▸ YOUR TASK
Lines in the data below that contain the word "Food" are to be copied.

-- RECORDS FOR PROCESSING follows --

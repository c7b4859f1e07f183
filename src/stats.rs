//! Creature stats and their short codes

use std::fmt;

/// Number of stats tracked per creature
pub const STAT_COUNT: usize = 12;

/// A tracked stat, in declaration order
///
/// The order is significant: stat vectors on a creature are indexed by
/// [`Stat::index`], and ranking ties are broken by this order.
#[derive(Debug, Clone, Copy, PartialEq, Eq, Hash, PartialOrd, Ord)]
pub enum Stat {
    Health,
    Stamina,
    Torpidity,
    Oxygen,
    Food,
    Water,
    Temperature,
    Weight,
    MeleeDamage,
    Speed,
    TemperatureFortitude,
    CraftingSpeed,
}

impl Stat {
    pub const ALL: [Stat; STAT_COUNT] = [
        Stat::Health,
        Stat::Stamina,
        Stat::Torpidity,
        Stat::Oxygen,
        Stat::Food,
        Stat::Water,
        Stat::Temperature,
        Stat::Weight,
        Stat::MeleeDamage,
        Stat::Speed,
        Stat::TemperatureFortitude,
        Stat::CraftingSpeed,
    ];

    /// Position in a creature's stat vectors
    pub fn index(self) -> usize {
        self as usize
    }

    /// Two-letter code used in token names (`hp`, `isTophp`, `hp_vb`)
    pub fn code(self) -> &'static str {
        match self {
            Stat::Health => "hp",
            Stat::Stamina => "st",
            Stat::Torpidity => "to",
            Stat::Oxygen => "ox",
            Stat::Food => "fo",
            Stat::Water => "wa",
            Stat::Temperature => "te",
            Stat::Weight => "we",
            Stat::MeleeDamage => "dm",
            Stat::Speed => "sp",
            Stat::TemperatureFortitude => "fr",
            Stat::CraftingSpeed => "cr",
        }
    }

    /// Look up a stat by its code (case-insensitive)
    pub fn from_code(code: &str) -> Option<Stat> {
        Stat::ALL
            .into_iter()
            .find(|s| s.code().eq_ignore_ascii_case(code))
    }

    /// Full display name
    pub fn name(self) -> &'static str {
        match self {
            Stat::Health => "Health",
            Stat::Stamina => "Stamina",
            Stat::Torpidity => "Torpidity",
            Stat::Oxygen => "Oxygen",
            Stat::Food => "Food",
            Stat::Water => "Water",
            Stat::Temperature => "Temperature",
            Stat::Weight => "Weight",
            Stat::MeleeDamage => "Melee Damage",
            Stat::Speed => "Speed",
            Stat::TemperatureFortitude => "Temperature Fortitude",
            Stat::CraftingSpeed => "Crafting Speed",
        }
    }

    /// Short display name, as shown by the `highestNs` tokens
    pub fn abbreviation(self) -> &'static str {
        match self {
            Stat::Health => "HP",
            Stat::Stamina => "St",
            Stat::Torpidity => "To",
            Stat::Oxygen => "Ox",
            Stat::Food => "Fo",
            Stat::Water => "Wa",
            Stat::Temperature => "Te",
            Stat::Weight => "We",
            Stat::MeleeDamage => "Dm",
            Stat::Speed => "Sp",
            Stat::TemperatureFortitude => "Fr",
            Stat::CraftingSpeed => "Cr",
        }
    }

    /// Stats whose breeding values are multipliers shown as percentages
    pub fn is_percentage(self) -> bool {
        matches!(
            self,
            Stat::MeleeDamage | Stat::Speed | Stat::CraftingSpeed
        )
    }
}

impl fmt::Display for Stat {
    fn fmt(&self, f: &mut fmt::Formatter<'_>) -> fmt::Result {
        write!(f, "{}", self.name())
    }
}

#[cfg(test)]
mod tests {
    use super::*;

    #[test]
    fn test_index_matches_declaration_order() {
        for (i, stat) in Stat::ALL.iter().enumerate() {
            assert_eq!(stat.index(), i);
        }
    }

    #[test]
    fn test_from_code_case_insensitive() {
        assert_eq!(Stat::from_code("HP"), Some(Stat::Health));
        assert_eq!(Stat::from_code("cr"), Some(Stat::CraftingSpeed));
        assert_eq!(Stat::from_code("xx"), None);
    }
}
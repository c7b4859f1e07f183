//! Tree-walking evaluator

use std::cell::Cell;

use crate::functions::{CallArgs, Function};
use crate::parser::{Arg, Call, Node, Pattern, Spanned};
use crate::tokens::{resolve, TokenKey};

use super::NamingContext;

/// What `{n}` renders as during one evaluation
#[derive(Debug, Clone, Copy, PartialEq, Eq)]
pub enum UniqueValue {
    Number(u32),
    Placeholder,
}

/// Evaluates a pattern against a context with a fixed value for `{n}`
pub struct Evaluator<'c, 'a> {
    ctx: &'c NamingContext<'a>,
    unique: UniqueValue,
    unique_used: Cell<bool>,
}

impl<'c, 'a> Evaluator<'c, 'a> {
    pub fn new(ctx: &'c NamingContext<'a>, unique: UniqueValue) -> Self {
        Self {
            ctx,
            unique,
            unique_used: Cell::new(false),
        }
    }

    /// Whether `{n}` was rendered; references in branches not taken do not count
    pub fn unique_used(&self) -> bool {
        self.unique_used.get()
    }

    pub fn render(&self, pattern: &Pattern) -> String {
        self.render_nodes(&pattern.nodes)
    }

    fn render_nodes(&self, nodes: &[Spanned<Node>]) -> String {
        let mut out = String::new();
        for node in nodes {
            match &node.node {
                Node::Literal(text) => out.push_str(text),
                Node::Token(name) => out.push_str(&self.token(name.as_str())),
                Node::Call(call) => out.push_str(&self.call(call)),
            }
        }
        out
    }

    fn token(&self, name: &str) -> String {
        match TokenKey::parse(name) {
            Some(TokenKey::UniqueNumber) => {
                self.unique_used.set(true);
                match self.unique {
                    UniqueValue::Number(n) => n.to_string(),
                    UniqueValue::Placeholder => self.ctx.config.preview_placeholder.clone(),
                }
            }
            Some(key) => resolve(key, self.ctx),
            None => {
                log::trace!("unknown token {{{}}}", name);
                String::new()
            }
        }
    }

    fn call(&self, call: &Call) -> String {
        let name = call.name.node.as_str();
        let Some(function) = Function::lookup(name) else {
            log::trace!("unknown function #{}", name);
            return String::new();
        };

        let eval = |arg: &Arg| self.render_nodes(&arg.nodes);
        let args = CallArgs::new(&call.args, &eval, self.ctx);
        match (function.handler())(&args) {
            Ok(value) => value,
            Err(err) => format!("#{}: {}", function.name(), err),
        }
    }
}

-- RECORDS FOR PROCESSING concluded --

▸ EXERCISE OUTPUT
    Food,
        Stat::Food,
            Stat::Food => "fo",
            Stat::Food => "Food",
            Stat::Food => "Fo",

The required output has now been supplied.